Edit: An test introduction

An introduction to a book with short-stories about subjects like death/beauty/why life is worth living and such

[video=youtube;3vTfWuuSNzU]http://www.youtube.com/watch?v=3vTfWuuSNzU[/video] 



A beautiful world mixed with cruelness. Welcome to the world we live in. Let us together fight for beauty. Together we will fight against cruelness. Together we stand tall. So please, stand by my side. We will fight for all we stand for. We will fight for everything we love. You know life is beautiful. You know life is worth living.  Together we will find our way to happiness. 

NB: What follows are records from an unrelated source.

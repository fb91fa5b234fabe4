//! Live tests against the public CoinGecko and Binance REST APIs.
//!
//! All tests are `#[ignore]` because they require network access and the
//! CoinGecko free tier rate-limits aggressively.
//!
//! Run with:
//! ```bash
//! cargo test --features native --test provider_live -- --ignored --test-threads=1
//! ```

use std::time::Duration;

use apex_kit::client::MarketClient;
use apex_kit::domain::period::kline_params;
use apex_kit::error::ProviderError;
use apex_kit::provider::MarketDataProvider;
use apex_kit::shared::Period;

fn client() -> MarketClient {
    MarketClient::builder()
        .timeout(Duration::from_secs(20))
        .build()
        .expect("client should build")
}

/// CoinGecko answers 429 often enough that a throttled run is not a failure.
fn skip_if_rate_limited<T>(result: Result<T, ProviderError>) -> Option<T> {
    match result {
        Err(ProviderError::RateLimited { .. }) => {
            eprintln!("rate limited, skipping");
            None
        }
        other => Some(other.expect("request should succeed")),
    }
}

#[tokio::test]
#[ignore]
async fn test_coingecko_bitcoin_price() {
    let client = client();
    let cg = client.coingecko();
    let id = cg.resolve_provider_id("BTC");
    assert_eq!(id.as_str(), "bitcoin");

    if let Some(price) = skip_if_rate_limited(cg.fetch_latest_price(&id).await) {
        assert!(price > rust_decimal::Decimal::ZERO);
    }
}

#[tokio::test]
#[ignore]
async fn test_coingecko_week_series_is_ascending() {
    let client = client();
    let cg = client.coingecko();
    let id = cg.resolve_provider_id("ETH");

    if let Some(points) = skip_if_rate_limited(cg.fetch_scalar_series(&id, Period::Week1).await) {
        assert!(!points.is_empty());
        assert!(points.windows(2).all(|w| w[0].time < w[1].time));
    }
}

#[tokio::test]
#[ignore]
async fn test_binance_klines_match_period_table() {
    let client = client();
    let bn = client.binance();
    let id = bn.resolve_provider_id("BTC");
    assert_eq!(id.as_str(), "BTCUSDT");

    let bars = bn
        .fetch_bar_series(&id, Period::Day1)
        .await
        .expect("klines should load");
    assert_eq!(bars.len(), kline_params(Period::Day1).limit as usize);
    assert!(bars.iter().all(|b| b.low <= b.high));
}

#[tokio::test]
#[ignore]
async fn test_binance_ticker_price() {
    let client = client();
    let bn = client.binance();
    let id = bn.resolve_provider_id("sol");

    let price = bn.latest_price(&id).await.expect("ticker should load");
    assert!(price.is_some_and(|p| p > rust_decimal::Decimal::ZERO));
}
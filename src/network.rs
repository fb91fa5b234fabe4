//! Network URL constants for the public market-data providers.

/// Default CoinGecko REST API base URL.
pub const DEFAULT_COINGECKO_URL: &str = "https://api.coingecko.com/api/v3";

/// Default Binance REST API base URL.
pub const DEFAULT_BINANCE_URL: &str = "https://api.binance.com/api/v3";

/// Quote currency used for CoinGecko price queries.
pub const DEFAULT_VS_CURRENCY: &str = "usd";
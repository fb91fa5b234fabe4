//! Custom serde helpers for provider wire formats.

use rust_decimal::Decimal;
use serde::Deserialize;
use std::str::FromStr;

/// A price as providers send it: Binance uses decimal strings, CoinGecko uses
/// JSON numbers.
#[derive(Debug, Clone, PartialEq, Deserialize)]
#[serde(untagged)]
pub enum LenientDecimal {
    Str(String),
    Int(i64),
    Float(f64),
}

impl LenientDecimal {
    pub fn to_decimal(&self) -> Result<Decimal, String> {
        match self {
            LenientDecimal::Str(s) => {
                Decimal::from_str(s.trim()).map_err(|e| format!("Invalid decimal {s:?}: {e}"))
            }
            LenientDecimal::Int(i) => Ok(Decimal::from(*i)),
            // f64 Display is the shortest round-tripping form, so 0.1 stays 0.1.
            LenientDecimal::Float(f) if f.is_finite() => Decimal::from_str(&f.to_string())
                .map_err(|e| format!("Invalid decimal {f}: {e}")),
            LenientDecimal::Float(f) => Err(format!("Non-finite price: {f}")),
        }
    }
}

/// Converts a provider millisecond timestamp into whole epoch seconds.
///
/// Uses floor division so pre-epoch values round towards negative infinity.
pub fn ms_to_secs(ms: i64) -> i64 {
    ms.div_euclid(1000)
}
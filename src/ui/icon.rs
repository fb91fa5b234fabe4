//! Icon glyph references.

use super::markup::Element;

#[derive(Debug, Clone, Copy, PartialEq, Eq, Hash)]
pub enum Icon {
    Eye,
    Dropdown,
    Buy,
    Sell,
    Send,
    Receive,
    Convert,
    Close,
}

impl Icon {
    pub fn name(&self) -> &'static str {
        match self {
            Icon::Eye => "eye",
            Icon::Dropdown => "dropdown",
            Icon::Buy => "buy",
            Icon::Sell => "sell",
            Icon::Send => "send",
            Icon::Receive => "receive",
            Icon::Convert => "convert",
            Icon::Close => "close",
        }
    }

    pub fn render(&self) -> Element {
        Element::new("span")
            .class("icon")
            .class(format!("icon--{}", self.name()))
            .attr("aria-hidden", "true")
    }
}
//! High-level client: `MarketClient` with provider sub-client accessors.
//!
//! Each provider has its own sub-client in `provider/<name>.rs`.
//! This module keeps the builder and accessor methods.

use crate::error::KitError;
use crate::http::MarketHttp;
use crate::provider::binance::Binance;
use crate::provider::coingecko::CoinGecko;

use std::time::Duration;

// Re-export sub-client types for convenience.
pub use crate::provider::binance::Binance as BinanceClient;
pub use crate::provider::coingecko::CoinGecko as CoinGeckoClient;

/// The primary entry point for market data.
///
/// `client.coingecko()` and `client.binance()` borrow the client and
/// implement [`MarketDataProvider`](crate::provider::MarketDataProvider).
#[derive(Clone)]
pub struct MarketClient {
    pub(crate) http: MarketHttp,
}

impl MarketClient {
    pub fn builder() -> MarketClientBuilder {
        MarketClientBuilder::default()
    }

    // ── Sub-client accessors ─────────────────────────────────────────────

    pub fn coingecko(&self) -> CoinGecko<'_> {
        CoinGecko { client: self }
    }

    pub fn binance(&self) -> Binance<'_> {
        Binance { client: self }
    }

    pub fn http(&self) -> &MarketHttp {
        &self.http
    }
}

// ═════════════════════════════════════════════════════════════════════════════
// Builder
// ═════════════════════════════════════════════════════════════════════════════

pub struct MarketClientBuilder {
    coingecko_url: String,
    binance_url: String,
    vs_currency: String,
    timeout: Duration,
}

impl Default for MarketClientBuilder {
    fn default() -> Self {
        Self {
            coingecko_url: crate::network::DEFAULT_COINGECKO_URL.to_string(),
            binance_url: crate::network::DEFAULT_BINANCE_URL.to_string(),
            vs_currency: crate::network::DEFAULT_VS_CURRENCY.to_string(),
            timeout: Duration::from_secs(30),
        }
    }
}

impl MarketClientBuilder {
    pub fn coingecko_url(mut self, url: &str) -> Self {
        self.coingecko_url = url.to_string();
        self
    }

    pub fn binance_url(mut self, url: &str) -> Self {
        self.binance_url = url.to_string();
        self
    }

    /// Quote currency for CoinGecko queries (`usd`, `eur`, ...).
    pub fn vs_currency(mut self, currency: &str) -> Self {
        self.vs_currency = currency.to_lowercase();
        self
    }

    /// Request timeout. Ignored on WASM, where the browser owns timeouts.
    pub fn timeout(mut self, timeout: Duration) -> Self {
        self.timeout = timeout;
        self
    }

    pub fn build(self) -> Result<MarketClient, KitError> {
        if self.vs_currency.trim().is_empty() {
            return Err(KitError::Validation("vs_currency must not be empty".into()));
        }
        for url in [&self.coingecko_url, &self.binance_url] {
            if !(url.starts_with("http://") || url.starts_with("https://")) {
                return Err(KitError::Validation(format!("Invalid base URL: {url}")));
            }
        }
        Ok(MarketClient {
            http: MarketHttp::with_timeout(
                &self.coingecko_url,
                &self.binance_url,
                &self.vs_currency,
                self.timeout,
            ),
        })
    }
}
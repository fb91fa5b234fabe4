//! Light/dark theme preference.
//!
//! [`ThemeService`] is constructed once per process and handed to whatever
//! owns UI state. It reads and writes a single `"theme"` key through a
//! [`PreferenceStore`] and mirrors the active theme onto a [`ThemeRoot`].
//!
//! Resolution order for the active theme: the stored value, then the
//! environment's colour-scheme signal, then dark.

pub mod root;
pub mod store;

pub use root::{MemoryRoot, NoopRoot, SystemPreference, ThemeRoot, THEME_ATTRIBUTE};
pub use store::{MemoryStore, PreferenceStore};

#[cfg(not(target_arch = "wasm32"))]
pub use store::FileStore;
#[cfg(feature = "web")]
pub use root::{system_preference, DocumentRoot};
#[cfg(feature = "web")]
pub use store::LocalStorage;

use crate::error::StorageError;
use serde::{Deserialize, Serialize};
use std::str::FromStr;

/// Storage key holding the preference.
pub const THEME_KEY: &str = "theme";

#[derive(Debug, Clone, Copy, Default, PartialEq, Eq, Hash, Serialize, Deserialize)]
#[serde(rename_all = "lowercase")]
pub enum Theme {
    Light,
    #[default]
    Dark,
}

impl Theme {
    pub fn as_str(&self) -> &'static str {
        match self {
            Theme::Light => "light",
            Theme::Dark => "dark",
        }
    }

    pub fn opposite(&self) -> Theme {
        match self {
            Theme::Light => Theme::Dark,
            Theme::Dark => Theme::Light,
        }
    }
}

impl std::fmt::Display for Theme {
    fn fmt(&self, f: &mut std::fmt::Formatter<'_>) -> std::fmt::Result {
        write!(f, "{}", self.as_str())
    }
}

impl FromStr for Theme {
    type Err = String;

    fn from_str(s: &str) -> Result<Self, Self::Err> {
        match s {
            "light" => Ok(Theme::Light),
            "dark" => Ok(Theme::Dark),
            other => Err(format!("Unknown theme: {other}")),
        }
    }
}

// ─── ThemeService ────────────────────────────────────────────────────────────

pub struct ThemeService<S: PreferenceStore, R: ThemeRoot> {
    store: S,
    root: R,
    system: SystemPreference,
}

impl<S: PreferenceStore, R: ThemeRoot> ThemeService<S, R> {
    pub fn new(store: S, root: R, system: SystemPreference) -> Self {
        Self {
            store,
            root,
            system,
        }
    }

    /// The persisted preference. Unreadable or unrecognised values read as
    /// absent.
    pub fn stored(&self) -> Option<Theme> {
        let raw = match self.store.get(THEME_KEY) {
            Ok(raw) => raw?,
            Err(e) => {
                tracing::warn!("Failed to read theme preference: {}", e);
                return None;
            }
        };
        match raw.parse() {
            Ok(theme) => Some(theme),
            Err(e) => {
                tracing::warn!("Ignoring stored theme: {}", e);
                None
            }
        }
    }

    /// The active theme.
    pub fn get(&self) -> Theme {
        self.stored()
            .unwrap_or_else(|| self.system.fallback_theme())
    }

    pub fn is_dark(&self) -> bool {
        self.get() == Theme::Dark
    }

    /// Applies and persists `theme`.
    pub fn set(&mut self, theme: Theme) -> Result<(), StorageError> {
        self.root.apply(theme);
        self.store.set(THEME_KEY, theme.as_str())?;
        tracing::debug!(theme = theme.as_str(), "Theme set");
        Ok(())
    }

    /// Flips the active theme, persists it and returns it.
    ///
    /// With nothing persisted the active theme comes from the environment
    /// signal, so a light environment toggles to dark.
    pub fn toggle(&mut self) -> Result<Theme, StorageError> {
        let next = self.get().opposite();
        self.set(next)?;
        Ok(next)
    }

    /// Applies the active theme to the root without persisting it.
    pub fn initialize(&mut self) -> Theme {
        let theme = self.get();
        self.root.apply(theme);
        theme
    }

    pub fn system(&self) -> SystemPreference {
        self.system
    }

    /// Updates the environment signal, e.g. after a `prefers-color-scheme`
    /// change event.
    pub fn set_system(&mut self, system: SystemPreference) {
        self.system = system;
    }

    pub fn root(&self) -> &R {
        &self.root
    }

    pub fn store(&self) -> &S {
        &self.store
    }
}

#[cfg(feature = "web")]
impl ThemeService<LocalStorage, DocumentRoot> {
    /// `localStorage` + `document.documentElement` + `prefers-color-scheme`.
    pub fn browser() -> Self {
        Self::new(LocalStorage, DocumentRoot, system_preference())
    }
}
//! Chart and series styling.

use crate::shared::SeriesKind;
use crate::tokens::{hex_to_rgba, DARK};

pub const DEFAULT_CHART_HEIGHT: u32 = 240;

/// Options the drawing surface is created with.
#[derive(Debug, Clone, PartialEq, Eq)]
pub struct ChartOptions {
    /// Container width in px; `0` until the host measures it.
    pub width: u32,
    pub height: u32,
    pub background: &'static str,
    pub text_color: &'static str,
    pub grid_color: &'static str,
    pub border_color: &'static str,
    pub time_visible: bool,
    pub seconds_visible: bool,
}

impl Default for ChartOptions {
    fn default() -> Self {
        Self::with_height(DEFAULT_CHART_HEIGHT)
    }
}

impl ChartOptions {
    pub fn with_height(height: u32) -> Self {
        Self {
            width: 0,
            height,
            background: DARK.background.background_01,
            text_color: DARK.text.secondary,
            grid_color: DARK.dividers.border_03,
            border_color: DARK.dividers.border_03,
            time_visible: true,
            seconds_visible: false,
        }
    }
}

/// Candles coloured with the buy/sell highlights.
#[derive(Debug, Clone, PartialEq, Eq)]
pub struct CandleStyle {
    pub up_color: &'static str,
    pub down_color: &'static str,
    pub border_up_color: &'static str,
    pub border_down_color: &'static str,
    pub wick_up_color: &'static str,
    pub wick_down_color: &'static str,
}

impl Default for CandleStyle {
    fn default() -> Self {
        let up = DARK.highlights.buy;
        let down = DARK.highlights.sell;
        Self {
            up_color: up,
            down_color: down,
            border_up_color: up,
            border_down_color: down,
            wick_up_color: up,
            wick_down_color: down,
        }
    }
}

/// Brand-coloured line over a fading fill.
#[derive(Debug, Clone, PartialEq, Eq)]
pub struct AreaStyle {
    pub top_color: String,
    pub bottom_color: String,
    pub line_color: &'static str,
    pub line_width: u32,
}

impl Default for AreaStyle {
    fn default() -> Self {
        let brand = DARK.highlights.brand_solid;
        Self {
            top_color: hex_to_rgba(brand, 0.56).unwrap_or_default(),
            bottom_color: hex_to_rgba(brand, 0.04).unwrap_or_default(),
            line_color: brand,
            line_width: 2,
        }
    }
}

#[derive(Debug, Clone, PartialEq, Eq)]
pub enum SeriesStyle {
    Candle(CandleStyle),
    Area(AreaStyle),
}

impl SeriesStyle {
    pub fn for_kind(kind: SeriesKind) -> Self {
        match kind {
            SeriesKind::Candle => SeriesStyle::Candle(CandleStyle::default()),
            SeriesKind::Area => SeriesStyle::Area(AreaStyle::default()),
        }
    }

    pub fn kind(&self) -> SeriesKind {
        match self {
            SeriesStyle::Candle(_) => SeriesKind::Candle,
            SeriesStyle::Area(_) => SeriesKind::Area,
        }
    }
}

#[cfg(test)]
mod tests {
    use super::*;

    #[test]
    fn test_default_options() {
        let opts = ChartOptions::default();
        assert_eq!(opts.height, 240);
        assert_eq!(opts.background, "#313848");
        assert_eq!(opts.text_color, "#9BAACE");
        assert_eq!(opts.grid_color, "#283043");
        assert!(!opts.seconds_visible);
    }

    #[test]
    fn test_candle_colours() {
        let style = CandleStyle::default();
        assert_eq!(style.up_color, "#00C938");
        assert_eq!(style.wick_down_color, "#F62967");
    }

    #[test]
    fn test_area_gradient() {
        let style = AreaStyle::default();
        assert_eq!(style.top_color, "rgba(41, 127, 255, 0.56)");
        assert_eq!(style.bottom_color, "rgba(41, 127, 255, 0.04)");
        assert_eq!(style.line_color, "#297FFF");
        assert_eq!(style.line_width, 2);
    }

    #[test]
    fn test_style_for_kind() {
        assert_eq!(SeriesStyle::for_kind(SeriesKind::Area).kind(), SeriesKind::Area);
        assert_eq!(SeriesStyle::for_kind(SeriesKind::Candle).kind(), SeriesKind::Candle);
    }
}
//! Series domain: candlestick bars and scalar points plotted on the chart.

pub mod convert;
pub mod wire;

use chrono::{DateTime, Utc};
use rust_decimal::Decimal;
use serde::{Deserialize, Serialize};

// ─── Bar ─────────────────────────────────────────────────────────────────────

/// One candle. `time` is whole seconds since the Unix epoch.
#[derive(Debug, Clone, Copy, PartialEq, Eq, Serialize, Deserialize)]
pub struct Bar {
    pub time: i64,
    pub open: Decimal,
    pub high: Decimal,
    pub low: Decimal,
    pub close: Decimal,
}

impl Bar {
    /// A degenerate bar with open = high = low = close.
    pub fn flat(time: i64, price: Decimal) -> Self {
        Self {
            time,
            open: price,
            high: price,
            low: price,
            close: price,
        }
    }

    /// `low <= {open, close} <= high`.
    pub fn is_consistent(&self) -> bool {
        self.low <= self.open
            && self.low <= self.close
            && self.open <= self.high
            && self.close <= self.high
    }

    pub fn datetime(&self) -> Option<DateTime<Utc>> {
        DateTime::<Utc>::from_timestamp(self.time, 0)
    }
}

// ─── Point ───────────────────────────────────────────────────────────────────

/// One sample of a trend line. `time` is whole seconds since the Unix epoch.
#[derive(Debug, Clone, Copy, PartialEq, Eq, Serialize, Deserialize)]
pub struct Point {
    pub time: i64,
    pub value: Decimal,
}

impl Point {
    pub fn datetime(&self) -> Option<DateTime<Utc>> {
        DateTime::<Utc>::from_timestamp(self.time, 0)
    }
}

impl From<Bar> for Point {
    fn from(bar: Bar) -> Self {
        Self {
            time: bar.time,
            value: bar.close,
        }
    }
}

// ─── Series ──────────────────────────────────────────────────────────────────

/// A fetched series, one variant per `SeriesKind`.
#[derive(Debug, Clone, PartialEq, Eq, Serialize, Deserialize)]
#[serde(tag = "kind", content = "data", rename_all = "lowercase")]
pub enum Series {
    Candle(Vec<Bar>),
    Area(Vec<Point>),
}

impl Series {
    pub fn kind(&self) -> crate::shared::SeriesKind {
        match self {
            Series::Candle(_) => crate::shared::SeriesKind::Candle,
            Series::Area(_) => crate::shared::SeriesKind::Area,
        }
    }

    pub fn len(&self) -> usize {
        match self {
            Series::Candle(bars) => bars.len(),
            Series::Area(points) => points.len(),
        }
    }

    pub fn is_empty(&self) -> bool {
        self.len() == 0
    }

    /// First and last timestamps, if any.
    pub fn time_range(&self) -> Option<(i64, i64)> {
        let times: Vec<i64> = match self {
            Series::Candle(bars) => bars.iter().map(|b| b.time).collect(),
            Series::Area(points) => points.iter().map(|p| p.time).collect(),
        };
        Some((*times.first()?, *times.last()?))
    }
}

// ─── Ordering ────────────────────────────────────────────────────────────────

/// Sorts by time and keeps the last sample for each timestamp.
///
/// Millisecond timestamps that collapse onto the same second would otherwise
/// break the strictly-increasing time invariant the drawing surface needs.
fn dedupe_by_time<T: Copy>(mut items: Vec<T>, time: impl Fn(&T) -> i64) -> Vec<T> {
    items.sort_by_key(|item| time(item));
    let mut out: Vec<T> = Vec::with_capacity(items.len());
    for item in items {
        match out.last_mut() {
            Some(last) if time(last) == time(&item) => *last = item,
            _ => out.push(item),
        }
    }
    out
}

pub fn normalize_bars(bars: Vec<Bar>) -> Vec<Bar> {
    dedupe_by_time(bars, |b| b.time)
}

pub fn normalize_points(points: Vec<Point>) -> Vec<Point> {
    dedupe_by_time(points, |p| p.time)
}

/// True when every timestamp is strictly greater than the previous one.
pub fn is_strictly_increasing(times: impl IntoIterator<Item = i64>) -> bool {
    let mut prev: Option<i64> = None;
    for t in times {
        if let Some(p) = prev {
            if t <= p {
                return false;
            }
        }
        prev = Some(t);
    }
    true
}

Finding your happiness is not going to be easy, but it is worth looking for. I know you miss the feeling. After all, it is happiness we are talking about. Such a wonderful feeling. So go. Go and look for your happiness, but remember it is not going to be easy. Sometimes you are going to want to give up, but please, keep on looking. Sadness is nothing for you. Take up the torch and keep on looking for your happiness. You can only be stopped if you let yourself be stopped, remember that.


----------



## Elvenswordsman (Apr 30, 2014)

I have no idea what this is an intro to. That could be a bad thing.


----------



## Humm (Apr 30, 2014)

An introduction to a book with short-stories about subjects like death/beauty/why life is worth living and such


----------



## Elvenswordsman (Apr 30, 2014)

Then in that case, eh. It doesn't grab me, and it seems to active. Just my thoughts.


----------



## Plasticweld (Apr 30, 2014)

The trick to being philosophical and getting away with it, is to not sound philosophical. You broke that rule. For someone to be interested it will because they can identify with something on a personal level. Yours is a just a broad sweep of the brush hoping to catch everyone and comes across as very cliché.


----------



## Humm (Apr 30, 2014)

I kinda agree... Didn't think about it before


----------



## Pandora (May 1, 2014)

Humm, it is a personal plea, I like that. An intro to challenge, motivate, help the reader to feel the author understands the reader. If I picked the book up and read the intro I'd think . . . ok let's do it!


----------